None of Lord Ottonor’s blood relatives are here today, only people he has elevated through sponsorship. Besides my father there are three other military officers, an administrator wearing the long sleeves of a bureaucrat, and one dour merchant. The men have been allowed to bring their marriageable children.

Amaya and Denya have taken a place at the railing at the edge of the awning, where they can get the first look at any visitors coming through from the back. Another Patron girl joins them; I don’t know her name and have never seen her before. Three boys about our age watch the game.

Advertisement

My mother is the only Commoner seated beneath the awning. All the other Commoners here are masked servants, none of whom would ever sit down in the company of Patrons, because they would be whipped.

I don’t want to talk to Amaya and her friends so I find a place to stand at the far end of the balcony. The only thing I really care about is what is going on down on the court. The green-belted adversary is stuck at the rope bridge in Traps. My father sees me. With a stern nod he indicates the platter in his hand, so I hurry over and return it to the table.

My movement catches Lord Ottonor’s eye. “A shame about her, Esladas, no? The other girl is so pretty.”

I busy myself with arranging the platter among the others, keeping my face averted.

My father says, “Jessamy is an obedient girl, my lord. Obedience must always be valued above beauty in a woman.”

“I suppose so,” said Lord Ottonor. “Although when obedience goes hand in hand with beauty, the world smiles more brightly, does it not?” He nods at my mother, whom he allows to sit beside him because he enjoys admiring her.

She is embroidering a length of cloth. Her hugely pregnant belly should make the work a little clumsy, except my mother can do nothing clumsily. No ribbons confine her hair, which she wears in its natural cloud.
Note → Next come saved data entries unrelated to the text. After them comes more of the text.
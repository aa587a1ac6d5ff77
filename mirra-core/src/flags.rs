use bitflags::bitflags;

bitflags! {
    /// Flags requested when binding a capture projection to a surface.
    ///
    /// Bit values match the platform's virtual display flag constants.
    #[derive(Debug, Clone, Copy, PartialEq, Eq, Hash)]
    pub struct VirtualDisplayFlags: u32 {
        /// Content may be shown on a presentation-capable sink.
        const PRESENTATION = 1 << 1;
        /// Only content explicitly placed on the display is shown.
        const OWN_CONTENT_ONLY = 1 << 3;
        /// Mirror the default display when no own content exists.
        const AUTO_MIRROR = 1 << 4;
        /// Fast path for system-trusted displays; needs an extra permission.
        const TRUSTED = 1 << 10;
    }
}

impl VirtualDisplayFlags {
    /// The same request without the trusted fast path.
    pub fn untrusted(self) -> Self {
        self.difference(Self::TRUSTED)
    }
}

#[cfg(test)]
mod tests {
    use super::*;

    #[test]
    fn untrusted_clears_only_trusted() {
        let flags = VirtualDisplayFlags::AUTO_MIRROR
            | VirtualDisplayFlags::PRESENTATION
            | VirtualDisplayFlags::TRUSTED;
        let stripped = flags.untrusted();
        assert!(!stripped.contains(VirtualDisplayFlags::TRUSTED));
        assert!(
            stripped.contains(VirtualDisplayFlags::AUTO_MIRROR | VirtualDisplayFlags::PRESENTATION)
        );
    }

    #[test]
    fn bit_values() {
        assert_eq!(VirtualDisplayFlags::AUTO_MIRROR.bits(), 16);
        assert_eq!(VirtualDisplayFlags::TRUSTED.bits(), 1024);
    }
}
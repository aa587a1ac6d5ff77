//! Platform seam: display registry, surfaces, codec and screen capture.
//!
//! Every OS primitive the mirroring core touches sits behind one of the
//! object-safe traits below. Implementations must be callable from any
//! thread; callbacks they invoke (image drains, encoder output) run on the
//! platform's own callback context.
//!
//! # Handles
//!
//! Drawable surfaces cross the seam as opaque [`SurfaceHandle`]s. Only the
//! surface provisioner and the virtual display binding ever hold one.

pub mod sim;

use std::fmt;
use std::sync::Arc;

use thiserror::Error;
use tokio::sync::{broadcast, oneshot};

use crate::flags::VirtualDisplayFlags;
use crate::mirror::encoder::EncoderSettings;
use crate::mirror::types::{CaptureGrant, PixelFormat};

// ── PlatformError ────────────────────────────────────────────────

/// Failure reported by a platform primitive.
#[derive(Debug, Clone, Error, PartialEq, Eq)]
pub enum PlatformError {
    /// The caller lacks a permission the request needs.
    #[error("permission denied: {0}")]
    PermissionDenied(String),

    /// The primitive does not exist on this device.
    #[error("unsupported: {0}")]
    Unsupported(String),

    /// Any other failure.
    #[error("{0}")]
    Failed(String),
}

// ── Displays ─────────────────────────────────────────────────────

pub type DisplayId = u32;

/// Id of the device's own built-in display.
pub const DEFAULT_DISPLAY_ID: DisplayId = 0;

/// A resolution + refresh rate pair a display can run at.
#[derive(Debug, Clone, Copy, PartialEq)]
pub struct DisplayMode {
    pub width: u32,
    pub height: u32,
    pub refresh_rate: f32,
}

/// A connected display as reported by the registry.
#[derive(Debug, Clone, PartialEq)]
pub struct DisplayInfo {
    pub id: DisplayId,
    pub name: String,
    /// Flagged by the platform as able to host a presentation.
    pub presentation_capable: bool,
    pub current_mode: DisplayMode,
    pub supported_modes: Vec<DisplayMode>,
    pub density_dpi: u32,
}

impl DisplayInfo {
    pub fn is_default(&self) -> bool {
        self.id == DEFAULT_DISPLAY_ID
    }
}

/// Metrics of the device's own display.
#[derive(Debug, Clone, Copy, PartialEq)]
pub struct DeviceMetrics {
    pub width: u32,
    pub height: u32,
    pub density_dpi: u32,
    pub refresh_rate: f32,
}

/// Display hot-plug notification.
#[derive(Debug, Clone, Copy, PartialEq, Eq)]
pub enum DisplayEvent {
    Added(DisplayId),
    Removed(DisplayId),
    Changed(DisplayId),
}

impl DisplayEvent {
    pub fn display_id(&self) -> DisplayId {
        match *self {
            Self::Added(id) | Self::Removed(id) | Self::Changed(id) => id,
        }
    }
}

/// Read-only view of the platform's display registry.
pub trait DisplayRegistry: Send + Sync {
    /// All currently connected displays, default display included.
    fn displays(&self) -> Vec<DisplayInfo>;

    fn device_metrics(&self) -> DeviceMetrics;

    /// A USB accessory (e.g. an Alt Mode adapter) is attached, whether or
    /// not its display has enumerated yet.
    fn usb_accessory_attached(&self) -> bool;

    /// Subscribe to hot-plug events for every display id.
    fn subscribe(&self) -> broadcast::Receiver<DisplayEvent>;
}

// ── Surfaces ─────────────────────────────────────────────────────

/// Opaque reference to a platform drawable surface.
#[derive(Clone, Copy, PartialEq, Eq, Hash)]
pub struct SurfaceHandle(u64);

impl SurfaceHandle {
    pub fn new(raw: u64) -> Self {
        Self(raw)
    }

    pub(crate) fn raw(self) -> u64 {
        self.0
    }
}

impl fmt::Debug for SurfaceHandle {
    fn fmt(&self, f: &mut fmt::Formatter<'_>) -> fmt::Result {
        write!(f, "SurfaceHandle(#{})", self.0)
    }
}

/// Window hosted on an external display.
pub trait PresentationHost: Send {
    /// Tear the window down; its surface becomes invalid.
    fn dismiss(&mut self) -> Result<(), PlatformError>;
}

/// A presentation whose surface has not been created yet.
///
/// `ready` resolves exactly once, from the platform's UI context, with the
/// surface the presentation draws into. It is dropped without a value if
/// the display goes away first.
pub struct PendingPresentation {
    pub host: Box<dyn PresentationHost>,
    pub ready: oneshot::Receiver<SurfaceHandle>,
}

/// Event emitted by a running encoder on its callback context.
#[derive(Debug, Clone, PartialEq, Eq)]
pub enum EncoderEvent {
    Output {
        presentation_time_us: i64,
        size: usize,
        key_frame: bool,
    },
    Error(String),
}

pub type EncoderCallback = Box<dyn FnMut(EncoderEvent) + Send>;

/// Hardware video encoder fed through an input surface.
pub trait VideoEncoder: Send {
    fn configure(&mut self, settings: &EncoderSettings) -> Result<(), PlatformError>;
    fn create_input_surface(&mut self) -> Result<SurfaceHandle, PlatformError>;
    fn set_output_callback(&mut self, callback: EncoderCallback);
    fn start(&mut self) -> Result<(), PlatformError>;
    fn release_input_surface(&mut self) -> Result<(), PlatformError>;
    fn stop(&mut self) -> Result<(), PlatformError>;
    fn release(&mut self) -> Result<(), PlatformError>;
}

/// Parameters of a bounded image reader queue.
#[derive(Debug, Clone, Copy, PartialEq, Eq)]
pub struct ImageQueueSettings {
    pub width: u32,
    pub height: u32,
    pub format: PixelFormat,
    pub max_images: u32,
}

/// A frame buffer acquired from an [`ImageQueue`]. Dropping it closes it
/// and returns the slot to the queue.
pub struct Image {
    pub timestamp_nanos: i64,
    pub width: u32,
    pub height: u32,
    pub format: PixelFormat,
    on_close: Option<Box<dyn FnOnce() + Send>>,
}

impl Image {
    pub fn new(
        timestamp_nanos: i64,
        width: u32,
        height: u32,
        format: PixelFormat,
        on_close: impl FnOnce() + Send + 'static,
    ) -> Self {
        Self {
            timestamp_nanos,
            width,
            height,
            format,
            on_close: Some(Box::new(on_close)),
        }
    }

    pub fn close(mut self) {
        self.release_slot();
    }

    fn release_slot(&mut self) {
        if let Some(close) = self.on_close.take() {
            close();
        }
    }
}

impl Drop for Image {
    fn drop(&mut self) {
        self.release_slot();
    }
}

impl fmt::Debug for Image {
    fn fmt(&self, f: &mut fmt::Formatter<'_>) -> fmt::Result {
        f.debug_struct("Image")
            .field("timestamp_nanos", &self.timestamp_nanos)
            .field("width", &self.width)
            .field("height", &self.height)
            .field("format", &self.format)
            .finish()
    }
}

/// Drain callback invoked with each acquired image.
pub type ImageDrain = Box<dyn FnMut(Image) + Send>;

/// Bounded queue of decoded frame buffers exposing a producer surface.
pub trait ImageQueue: Send {
    fn surface(&self) -> SurfaceHandle;
    fn set_on_image_available(&mut self, drain: ImageDrain);
    fn release_surface(&mut self) -> Result<(), PlatformError>;
    fn close(&mut self) -> Result<(), PlatformError>;
}

/// Creates the three kinds of drawable surface.
pub trait SurfaceFactory: Send + Sync {
    fn open_presentation(&self, display_id: DisplayId)
    -> Result<PendingPresentation, PlatformError>;
    fn create_encoder(&self, mime: &str) -> Result<Box<dyn VideoEncoder>, PlatformError>;
    fn create_image_queue(
        &self,
        settings: &ImageQueueSettings,
    ) -> Result<Box<dyn ImageQueue>, PlatformError>;
}

// ── Capture ──────────────────────────────────────────────────────

/// Parameters of a virtual display binding.
#[derive(Debug, Clone, PartialEq, Eq)]
pub struct VirtualDisplayRequest {
    pub name: String,
    pub width: u32,
    pub height: u32,
    pub density_dpi: u32,
    pub surface: SurfaceHandle,
    pub flags: VirtualDisplayFlags,
}

/// A live capture-to-surface route.
pub trait VirtualDisplay: Send {
    fn release(&mut self) -> Result<(), PlatformError>;
}

/// Screen capture projection obtained from a consent grant.
pub trait ScreenCapture: Send + Sync {
    /// Whether the process may request [`VirtualDisplayFlags::TRUSTED`].
    fn supports_trusted_displays(&self) -> bool;

    fn create_virtual_display(
        &self,
        request: &VirtualDisplayRequest,
    ) -> Result<Box<dyn VirtualDisplay>, PlatformError>;

    /// Release the underlying capture resource.
    fn stop(&self) -> Result<(), PlatformError>;
}

/// Turns consent grants into capture projections.
pub trait CapturePlatform: Send + Sync {
    fn open(&self, grant: CaptureGrant) -> Result<Box<dyn ScreenCapture>, PlatformError>;
}

// ── Platform ─────────────────────────────────────────────────────

/// The platform collaborators injected into a session.
#[derive(Clone)]
pub struct Platform {
    pub displays: Arc<dyn DisplayRegistry>,
    pub surfaces: Arc<dyn SurfaceFactory>,
    pub capture: Arc<dyn CapturePlatform>,
}

impl Platform {
    pub fn new(
        displays: Arc<dyn DisplayRegistry>,
        surfaces: Arc<dyn SurfaceFactory>,
        capture: Arc<dyn CapturePlatform>,
    ) -> Self {
        Self {
            displays,
            surfaces,
            capture,
        }
    }
}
She makes no effort to lighten her complexion, nor does she need to. Men have written poems to the lambent glamour of her eyes. She looks up with a kind smile.

“I think all my daughters are beautiful, Lord Ottonor, both the two who look like Esladas and the two who look like me.” Her silk-soft voice is as exquisite as her face and rather than scolding him seems to be agreeing with him.

I don’t know how she does it. I don’t think she knows. I think she just is that way, like a butterfly whose bright wings capture the eye simply because it is a radiant creature.

-- Advertisement --

“Four daughters, Esladas!” Lord Ottonor drones on. “I’m surprised you kept them all, since they will just be a burden to you when you have to pay to marry them off. If you can marry them off.” He pops a shrimp in his mouth as he considers the vast swell of my mother’s belly. “Perhaps this one will be a son.”

My father says, “If the oracles favor us, it will be a son.”

My mother’s eyebrows tighten. Although she takes an offering tray to the City of the Dead once a week in the manner of a proper Patron woman, she herself never consults the oracles, not as Father and all Patrons do.

At the railing Amaya tugs on Denya’s sleeve. A party of men enters the balcony box. My mother rises from her chair and retreats to the back benches where sit the Patron women who are the wives of the soldiers. Out of respect for my father’s new fame as hero of Maldine they allow her to rest among them. Anyway, they like her.

Once I am sure she is settled I sidle to the far corner railing out of the way as the newcomers are announced. Lord Gargaron is a slender man of about my father’s age, a thin-faced fellow with thin eyes and a thin nose and a thin smile. Lord Ottonor laboriously rises to greet him.

I am as invisible as any servant. Which is a good thing, because I sustain a shock that jolts right through my body as my hands clutch the railing.

One of the people with Lord Gargaron is Blue Boy.

6

Blue Boy is called Lord Kalliarkos. He is the nephew of Lord Gargaron.

Tidied up and dressed in lord’s clothing, he is the same youth I allowed to reach the tower first. He patiently acknowledges the men being introduced to him by Lord Ottonor, but by the way his gaze keeps flicking to the court below I can tell he wants to be watching the game.

“Ah, you just ran that trial, did you not?” says Lord Ottonor. “Shame about your last adversary falling from the Rings. I thought it a funny slip for her to make.”

“So did I,” says Lord Kalliarkos.

A mighty shout rises from the spectators. Everyone looks to see what has happened.

The green-belted youth has figured out the trick with the rings but his rhythm is off as he leaps from one to the next. The turning rings are about to cut him off. If he is smart he will stop and swing down to the ground, but he sees the girl in the red belt running along the ground and he doesn’t want to lose.